(Supplied data begins)

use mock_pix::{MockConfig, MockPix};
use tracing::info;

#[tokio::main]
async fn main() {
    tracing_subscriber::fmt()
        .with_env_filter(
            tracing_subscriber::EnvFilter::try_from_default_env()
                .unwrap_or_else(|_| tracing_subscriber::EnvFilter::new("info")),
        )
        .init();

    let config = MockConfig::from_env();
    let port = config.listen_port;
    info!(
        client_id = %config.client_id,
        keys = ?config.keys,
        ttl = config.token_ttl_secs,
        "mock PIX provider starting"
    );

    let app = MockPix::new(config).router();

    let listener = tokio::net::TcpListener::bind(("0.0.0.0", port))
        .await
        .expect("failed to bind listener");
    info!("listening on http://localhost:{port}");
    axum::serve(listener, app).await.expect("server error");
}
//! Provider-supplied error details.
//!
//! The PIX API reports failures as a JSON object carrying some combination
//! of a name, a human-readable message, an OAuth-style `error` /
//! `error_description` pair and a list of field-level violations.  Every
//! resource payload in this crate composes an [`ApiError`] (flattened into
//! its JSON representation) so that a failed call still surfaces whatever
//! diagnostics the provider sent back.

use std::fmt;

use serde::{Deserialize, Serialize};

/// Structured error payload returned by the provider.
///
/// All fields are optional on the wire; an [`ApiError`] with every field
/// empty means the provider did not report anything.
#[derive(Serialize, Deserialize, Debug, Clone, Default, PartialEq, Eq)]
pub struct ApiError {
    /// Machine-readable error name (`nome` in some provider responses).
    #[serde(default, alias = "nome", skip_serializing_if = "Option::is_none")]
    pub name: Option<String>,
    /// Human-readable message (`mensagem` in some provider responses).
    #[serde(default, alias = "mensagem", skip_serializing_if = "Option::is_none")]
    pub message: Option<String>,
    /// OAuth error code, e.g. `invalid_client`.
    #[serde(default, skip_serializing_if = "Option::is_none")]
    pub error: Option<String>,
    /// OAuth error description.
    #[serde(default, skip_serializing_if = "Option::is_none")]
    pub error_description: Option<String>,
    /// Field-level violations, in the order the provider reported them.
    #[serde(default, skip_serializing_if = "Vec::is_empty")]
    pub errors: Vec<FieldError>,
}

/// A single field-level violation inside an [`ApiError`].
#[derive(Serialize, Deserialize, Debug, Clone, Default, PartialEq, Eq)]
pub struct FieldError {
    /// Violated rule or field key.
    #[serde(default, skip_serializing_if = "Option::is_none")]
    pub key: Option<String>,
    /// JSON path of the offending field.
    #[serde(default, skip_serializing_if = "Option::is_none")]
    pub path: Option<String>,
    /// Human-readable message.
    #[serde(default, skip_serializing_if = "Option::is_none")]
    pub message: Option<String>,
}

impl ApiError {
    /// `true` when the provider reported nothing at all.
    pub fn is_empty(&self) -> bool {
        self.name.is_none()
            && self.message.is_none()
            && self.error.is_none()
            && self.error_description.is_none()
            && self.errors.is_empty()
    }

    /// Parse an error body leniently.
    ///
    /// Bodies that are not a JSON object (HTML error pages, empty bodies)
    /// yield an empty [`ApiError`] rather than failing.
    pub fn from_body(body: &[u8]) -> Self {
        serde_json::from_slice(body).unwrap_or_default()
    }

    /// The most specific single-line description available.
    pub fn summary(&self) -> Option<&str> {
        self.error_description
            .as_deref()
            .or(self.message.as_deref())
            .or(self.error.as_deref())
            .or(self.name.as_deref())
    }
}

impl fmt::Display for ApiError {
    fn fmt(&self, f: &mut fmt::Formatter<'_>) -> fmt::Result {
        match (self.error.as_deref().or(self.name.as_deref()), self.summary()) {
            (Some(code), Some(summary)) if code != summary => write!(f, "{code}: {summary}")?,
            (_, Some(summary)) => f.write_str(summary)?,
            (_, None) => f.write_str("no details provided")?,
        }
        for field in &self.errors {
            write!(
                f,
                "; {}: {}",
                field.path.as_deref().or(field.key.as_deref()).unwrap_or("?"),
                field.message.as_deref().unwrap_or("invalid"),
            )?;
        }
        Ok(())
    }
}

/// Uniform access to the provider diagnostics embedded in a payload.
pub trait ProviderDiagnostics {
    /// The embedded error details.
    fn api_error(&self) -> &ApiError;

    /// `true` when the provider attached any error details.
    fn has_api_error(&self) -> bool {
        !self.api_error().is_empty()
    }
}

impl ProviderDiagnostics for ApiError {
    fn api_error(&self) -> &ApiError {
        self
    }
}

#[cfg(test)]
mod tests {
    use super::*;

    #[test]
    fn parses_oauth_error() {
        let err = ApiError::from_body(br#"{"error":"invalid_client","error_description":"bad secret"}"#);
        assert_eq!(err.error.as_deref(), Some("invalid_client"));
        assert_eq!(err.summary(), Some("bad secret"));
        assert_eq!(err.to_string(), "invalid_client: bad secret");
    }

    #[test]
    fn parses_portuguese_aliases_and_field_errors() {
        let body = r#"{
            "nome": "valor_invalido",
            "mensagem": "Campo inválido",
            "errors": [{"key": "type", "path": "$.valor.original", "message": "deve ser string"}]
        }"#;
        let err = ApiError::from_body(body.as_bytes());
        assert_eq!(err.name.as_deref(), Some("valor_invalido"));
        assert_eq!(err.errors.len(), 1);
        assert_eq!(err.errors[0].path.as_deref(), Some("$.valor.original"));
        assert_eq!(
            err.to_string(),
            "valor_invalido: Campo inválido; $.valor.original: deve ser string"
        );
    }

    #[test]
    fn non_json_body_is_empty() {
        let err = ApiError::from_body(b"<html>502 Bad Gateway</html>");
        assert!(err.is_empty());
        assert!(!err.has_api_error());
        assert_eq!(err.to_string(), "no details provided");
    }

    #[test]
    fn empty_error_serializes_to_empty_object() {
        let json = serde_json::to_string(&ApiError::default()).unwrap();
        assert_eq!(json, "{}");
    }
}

(Supplied data ends)

Work instruction: Copy out whichever lines of the listing contain the word "payload".

Answer to the problem:
//! resource payload in this crate composes an [`ApiError`] (flattened into
/// Structured error payload returned by the provider.
/// Uniform access to the provider diagnostics embedded in a payload.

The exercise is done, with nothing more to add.